Anterior tooth fracture as a result of traumatic injuries, is frequently encountered in endodontic practice. Proper reconstruction of extensively damaged teeth can be achieved through the fragment reattachment procedure known as "biological restoration." This case report refers to the esthetics and functional recovery of extensively damaged maxillary central incisor through the preparation and adhesive cementation of "biological post" in a young patient. Biological post obtained through extracted teeth from another individual-represent a low-cost option and alternative technique for the morphofunctional recovery of extensively damaged anterior teeth.

Keywords: Dual cure, dentin post, intraradicular post, monoblock


How to cite this article:
Kumar B S, Kumar S, Mohan Kumar N S, Karunakaran J V. Biological post. J Pharm Bioall Sci 2015;7, Suppl S2:721-4

How to cite this URL:
Kumar B S, Kumar S, Mohan Kumar N S, Karunakaran J V. Biological post. J Pharm Bioall Sci [serial online] 2015 [cited 2019 Dec 9];7, Suppl S2:721-4. Available from: http://www.jpbsonline.org/text.asp?2015/7/6/721/163500

Anterior tooth fracture is commonly associated with sports, road traffic accident, leisure activity, and caries lesion thus causing functional esthetics and psychosocial problems. [1]

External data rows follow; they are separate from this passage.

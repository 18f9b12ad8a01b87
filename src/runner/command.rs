//! Subprocess runner.
//!
//! Spawns the configured program once per run with `kill_on_drop(true)`.
//! The conversation is written to the child's stdin as a JSON array of
//! `{content, role}` objects. Each stdout line is appended to the response
//! cell as it arrives; stderr lines go to the execution trace. Cancelling
//! the run kills the child.

use std::path::PathBuf;
use std::process::Stdio;

use futures_util::StreamExt;
use tokio::io::AsyncWriteExt;
use tokio::process::Command;
use tokio_util::codec::{FramedRead, LinesCodec};
use tracing::{debug, info, warn};

use super::{CellRunner, RunFuture, RunInvocation};
use crate::{AppError, Result};

/// Maximum accepted length of a single output line.
const MAX_LINE_BYTES: usize = 1024 * 1024;

/// Runs an external program per cell execution.
#[derive(Debug, Clone)]
pub struct CommandRunner {
    program: String,
    args: Vec<String>,
}

impl CommandRunner {
    /// Construct a runner for `program` with fixed `args`.
    #[must_use]
    pub fn new(program: String, args: Vec<String>) -> Self {
        Self { program, args }
    }

    async fn execute(&self, invocation: RunInvocation) -> Result<()> {
        let RunInvocation {
            messages,
            document,
            output,
        } = invocation;
        let cancel = output.cancellation().clone();

        let payload = serde_json::to_vec(&messages)?;
        let working_dir = document.base_dir().unwrap_or_else(|| PathBuf::from("."));

        let mut child = Command::new(&self.program)
            .args(&self.args)
            .current_dir(&working_dir)
            .stdin(Stdio::piped())
            .stdout(Stdio::piped())
            .stderr(Stdio::piped())
            .kill_on_drop(true)
            .spawn()
            .map_err(|err| AppError::Runner(format!("failed to spawn {}: {err}", self.program)))?;

        info!(
            program = %self.program,
            pid = child.id().unwrap_or(0),
            messages = messages.len(),
            "runner process spawned"
        );

        let mut stdin = child
            .stdin
            .take()
            .ok_or_else(|| AppError::Runner("runner stdin unavailable".into()))?;
        let stdout = child
            .stdout
            .take()
            .ok_or_else(|| AppError::Runner("runner stdout unavailable".into()))?;
        let stderr = child
            .stderr
            .take()
            .ok_or_else(|| AppError::Runner("runner stderr unavailable".into()))?;

        // Feed stdin from its own task so a chatty child cannot deadlock us.
        let writer = tokio::spawn(async move {
            if let Err(err) = stdin.write_all(&payload).await {
                debug!(%err, "runner closed stdin early");
            }
        });

        let mut stdout = FramedRead::new(stdout, LinesCodec::new_with_max_length(MAX_LINE_BYTES));
        let mut stderr = FramedRead::new(stderr, LinesCodec::new_with_max_length(MAX_LINE_BYTES));
        let mut stdout_done = false;
        let mut stderr_done = false;

        output.clear_output().await?;

        while !(stdout_done && stderr_done) {
            tokio::select! {
                () = cancel.cancelled() => {
                    info!(program = %self.program, "run cancelled, killing runner process");
                    if let Err(err) = child.kill().await {
                        warn!(%err, "failed to kill runner process");
                    }
                    writer.abort();
                    return Ok(());
                }
                line = stdout.next(), if !stdout_done => match line {
                    Some(Ok(line)) => output.append_output(&format!("{line}\n")).await?,
                    Some(Err(err)) => {
                        return Err(AppError::Runner(format!(
                            "failed to read runner output: {err}"
                        )));
                    }
                    None => stdout_done = true,
                },
                line = stderr.next(), if !stderr_done => match line {
                    Some(Ok(line)) => output.append_trace(&line).await?,
                    Some(Err(err)) => {
                        warn!(%err, "unreadable runner stderr, ignoring the rest");
                        stderr_done = true;
                    }
                    None => stderr_done = true,
                },
            }
        }

        let _ = writer.await;
        let status = child
            .wait()
            .await
            .map_err(|err| AppError::Runner(format!("failed to wait for runner: {err}")))?;

        if status.success() {
            debug!(program = %self.program, "runner process exited cleanly");
            Ok(())
        } else {
            Err(AppError::Runner(format!(
                "{} exited with {status}",
                self.program
            )))
        }
    }
}

impl CellRunner for CommandRunner {
    fn run(&self, invocation: RunInvocation) -> RunFuture<'_> {
        Box::pin(self.execute(invocation))
    }
}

A proper coronary reconstruction that produces satisfactory esthetic and functional conditions for endodontically treated and extensively damaged teeth is still a challenge for dentistry, to achieve these conditions. The making of intra-canal retention is aimed at a better retention and stability of the dental fragments, becomes imperative. This retention can be performed by using posts made from several materials such as fiber, nickel, and chromium. However, no commercially available prefabricated post meets all ideal biological and mechanical requirements.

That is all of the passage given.